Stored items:
-- Opening Marker --

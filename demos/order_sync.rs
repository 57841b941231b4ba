use async_trait::async_trait;
use bulkflow::prelude::*;
use serde::{Deserialize, Serialize};
use serde_json::json;
use std::collections::HashMap;
use std::time::Duration;

#[derive(Debug, Clone, Serialize, Deserialize)]
struct Order {
    id: u32,
    customer: String,
    total: f64,
}

#[derive(Debug, Clone, Serialize, Deserialize)]
struct Receipt {
    order_id: u32,
    reference: String,
}

// Stands in for an HTTP call that occasionally fails.
async fn push_order(order: Order) -> Result<Receipt, String> {
    tokio::time::sleep(Duration::from_millis(20)).await;
    if order.total > 900.0 {
        return Err(format!("order {} exceeds the credit limit", order.id));
    }
    Ok(Receipt {
        order_id: order.id,
        reference: format!("UP-{:05}", order.id),
    })
}

// Step 1: load pending orders
fn load_orders() -> FunctionStep {
    FunctionStep::new("load_orders", |ctx| {
        Box::pin(async move {
            let count: u32 = ctx.get("order_count").unwrap_or(25);
            let orders: Vec<Order> = (1..=count)
                .map(|id| Order {
                    id,
                    customer: format!("CUST-{:03}", id % 7),
                    total: f64::from(id * 37 % 1000),
                })
                .collect();
            println!("Loaded {} pending orders", orders.len());
            ctx.set("orders", &orders)?;
            Ok(json!({ "count": orders.len() }))
        })
    })
    .with_description("Read pending orders")
}

// Step 2: push every order upstream in parallel
#[derive(Debug)]
struct PushOrdersStep {
    config: BatchConfig,
}

#[async_trait]
impl Step for PushOrdersStep {
    fn name(&self) -> StepName {
        StepName::new("push_orders")
    }

    fn description(&self) -> &str {
        "Push orders to the upstream service"
    }

    async fn execute(&self, ctx: &mut WorkflowContext) -> Result<StepResult, WorkflowError> {
        let orders: Vec<Order> = ctx.get("orders").ok_or_else(|| WorkflowError::StepError {
            step_name: self.name(),
            details: "Order data not found".to_string(),
        })?;

        let processor = BatchProcessor::builder(push_order)
            .config(self.config.clone())
            .skip_if(|order: &Order| order.total == 0.0)
            .on_batch_complete(|batch, total, size| {
                println!("  batch {}/{} done ({} orders)", batch, total, size);
            })
            .build()?;

        let result = processor
            .process_with_progress(orders, |done, total| {
                if done % 10 == 0 || done == total {
                    println!("  {}/{} orders pushed", done, total);
                }
            })
            .await;

        let receipts: Vec<&Receipt> = result.results().collect();
        ctx.set("receipts", &receipts)?;
        let summary = result.summary();
        ctx.set("push_summary", &summary)?;

        if result.failed > 0 {
            return Ok(StepResult::failed(format!(
                "{} of {} orders failed",
                result.failed, result.total
            ))
            .with_data(json!(summary)));
        }
        Ok(StepResult::success(json!(summary)))
    }

    async fn on_failure(
        &self,
        ctx: &mut WorkflowContext,
        result: &StepResult,
    ) -> Result<(), WorkflowError> {
        println!(
            "Push incomplete: {}",
            result.error.as_deref().unwrap_or("unknown error")
        );
        ctx.insert("needs_review", true);
        Ok(())
    }
}

// Step 3: notify only when something needs a human
fn notify_review() -> ConditionalStep {
    ConditionalStep::new(
        "notify_review",
        |ctx| ctx.get::<bool>("needs_review").unwrap_or(false),
        FunctionStep::new("send_review_email", |ctx| {
            Box::pin(async move {
                println!("Emailing operations about orders needing review");
                ctx.insert("review_email_sent", true);
                Ok(json!({ "recipients": ["ops@example.com"] }))
            })
        }),
    )
}

#[tokio::main]
async fn main() -> Result<(), Box<dyn std::error::Error>> {
    tracing_subscriber::fmt::init();

    let config = BatchConfig {
        batch_size: 10,
        max_workers: 4,
        max_retries: 2,
        backoff: Backoff::linear(Duration::from_millis(50)),
    };

    let workflow = Workflow::new("order-sync")
        .with_description("Nightly upstream order sync")
        .state_dir(std::env::temp_dir().join("bulkflow-demo"))
        .add_step(load_orders())
        .add_step(PushOrdersStep { config })
        .add_step(notify_review())
        .add_hook(HookEvent::AfterStep, |_ctx, payload| {
            if let HookPayload::AfterStep { step, result } = payload {
                println!("[{}] {} ({}ms)", result.status, step, result.duration_ms);
            }
            Ok(())
        });

    let report = workflow
        .run(Some(HashMap::from([(
            "order_count".to_string(),
            json!(40),
        )])))
        .await?;

    println!("\nWorkflow {} finished: {}", report.workflow_id, report.status);
    for (name, result) in &report.results {
        println!("  {:<16} {}", name.as_str(), result.status);
    }
    for error in &report.errors {
        println!("  error: {}", error);
    }

    Ok(())
}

-- Closing Marker --

AIM OF THE EXERCISE:
The entries above must be returned exactly.

ANSWER BOX:
filename demos/order_sync.rs
repository 57841b941231b4ba
use async_trait::async_trait;
use bulkflow::prelude::*;
use serde::{Deserialize, Serialize};
use serde_json::json;
use std::collections::HashMap;
use std::time::Duration;

#[derive(Debug, Clone, Serialize, Deserialize)]
struct Order {
    id: u32,
    customer: String,
    total: f64,
}

#[derive(Debug, Clone, Serialize, Deserialize)]
struct Receipt {
    order_id: u32,
    reference: String,
}

// Stands in for an HTTP call that occasionally fails.
async fn push_order(order: Order) -> Result<Receipt, String> {
    tokio::time::sleep(Duration::from_millis(20)).await;
    if order.total > 900.0 {
        return Err(format!("order {} exceeds the credit limit", order.id));
    }
    Ok(Receipt {
        order_id: order.id,
        reference: format!("UP-{:05}", order.id),
    })
}

// Step 1: load pending orders
fn load_orders() -> FunctionStep {
    FunctionStep::new("load_orders", |ctx| {
        Box::pin(async move {
            let count: u32 = ctx.get("order_count").unwrap_or(25);
            let orders: Vec<Order> = (1..=count)
                .map(|id| Order {
                    id,
                    customer: format!("CUST-{:03}", id % 7),
                    total: f64::from(id * 37 % 1000),
                })
                .collect();
            println!("Loaded {} pending orders", orders.len());
            ctx.set("orders", &orders)?;
            Ok(json!({ "count": orders.len() }))
        })
    })
    .with_description("Read pending orders")
}

// Step 2: push every order upstream in parallel
#[derive(Debug)]
struct PushOrdersStep {
    config: BatchConfig,
}

#[async_trait]
impl Step for PushOrdersStep {
    fn name(&self) -> StepName {
        StepName::new("push_orders")
    }

    fn description(&self) -> &str {
        "Push orders to the upstream service"
    }

    async fn execute(&self, ctx: &mut WorkflowContext) -> Result<StepResult, WorkflowError> {
        let orders: Vec<Order> = ctx.get("orders").ok_or_else(|| WorkflowError::StepError {
            step_name: self.name(),
            details: "Order data not found".to_string(),
        })?;

        let processor = BatchProcessor::builder(push_order)
            .config(self.config.clone())
            .skip_if(|order: &Order| order.total == 0.0)
            .on_batch_complete(|batch, total, size| {
                println!("  batch {}/{} done ({} orders)", batch, total, size);
            })
            .build()?;

        let result = processor
            .process_with_progress(orders, |done, total| {
                if done % 10 == 0 || done == total {
                    println!("  {}/{} orders pushed", done, total);
                }
            })
            .await;

        let receipts: Vec<&Receipt> = result.results().collect();
        ctx.set("receipts", &receipts)?;
        let summary = result.summary();
        ctx.set("push_summary", &summary)?;

        if result.failed > 0 {
            return Ok(StepResult::failed(format!(
                "{} of {} orders failed",
                result.failed, result.total
            ))
            .with_data(json!(summary)));
        }
        Ok(StepResult::success(json!(summary)))
    }

    async fn on_failure(
        &self,
        ctx: &mut WorkflowContext,
        result: &StepResult,
    ) -> Result<(), WorkflowError> {
        println!(
            "Push incomplete: {}",
            result.error.as_deref().unwrap_or("unknown error")
        );
        ctx.insert("needs_review", true);
        Ok(())
    }
}

// Step 3: notify only when something needs a human
fn notify_review() -> ConditionalStep {
    ConditionalStep::new(
        "notify_review",
        |ctx| ctx.get::<bool>("needs_review").unwrap_or(false),
        FunctionStep::new("send_review_email", |ctx| {
            Box::pin(async move {
                println!("Emailing operations about orders needing review");
                ctx.insert("review_email_sent", true);
                Ok(json!({ "recipients": ["ops@example.com"] }))
            })
        }),
    )
}

#[tokio::main]
async fn main() -> Result<(), Box<dyn std::error::Error>> {
    tracing_subscriber::fmt::init();

    let config = BatchConfig {
        batch_size: 10,
        max_workers: 4,
        max_retries: 2,
        backoff: Backoff::linear(Duration::from_millis(50)),
    };

    let workflow = Workflow::new("order-sync")
        .with_description("Nightly upstream order sync")
        .state_dir(std::env::temp_dir().join("bulkflow-demo"))
        .add_step(load_orders())
        .add_step(PushOrdersStep { config })
        .add_step(notify_review())
        .add_hook(HookEvent::AfterStep, |_ctx, payload| {
            if let HookPayload::AfterStep { step, result } = payload {
                println!("[{}] {} ({}ms)", result.status, step, result.duration_ms);
            }
            Ok(())
        });

    let report = workflow
        .run(Some(HashMap::from([(
            "order_count".to_string(),
            json!(40),
        )])))
        .await?;

    println!("\nWorkflow {} finished: {}", report.workflow_id, report.status);
    for (name, result) in &report.results {
        println!("  {:<16} {}", name.as_str(), result.status);
    }
    for error in &report.errors {
        println!("  error: {}", error);
    }

    Ok(())
}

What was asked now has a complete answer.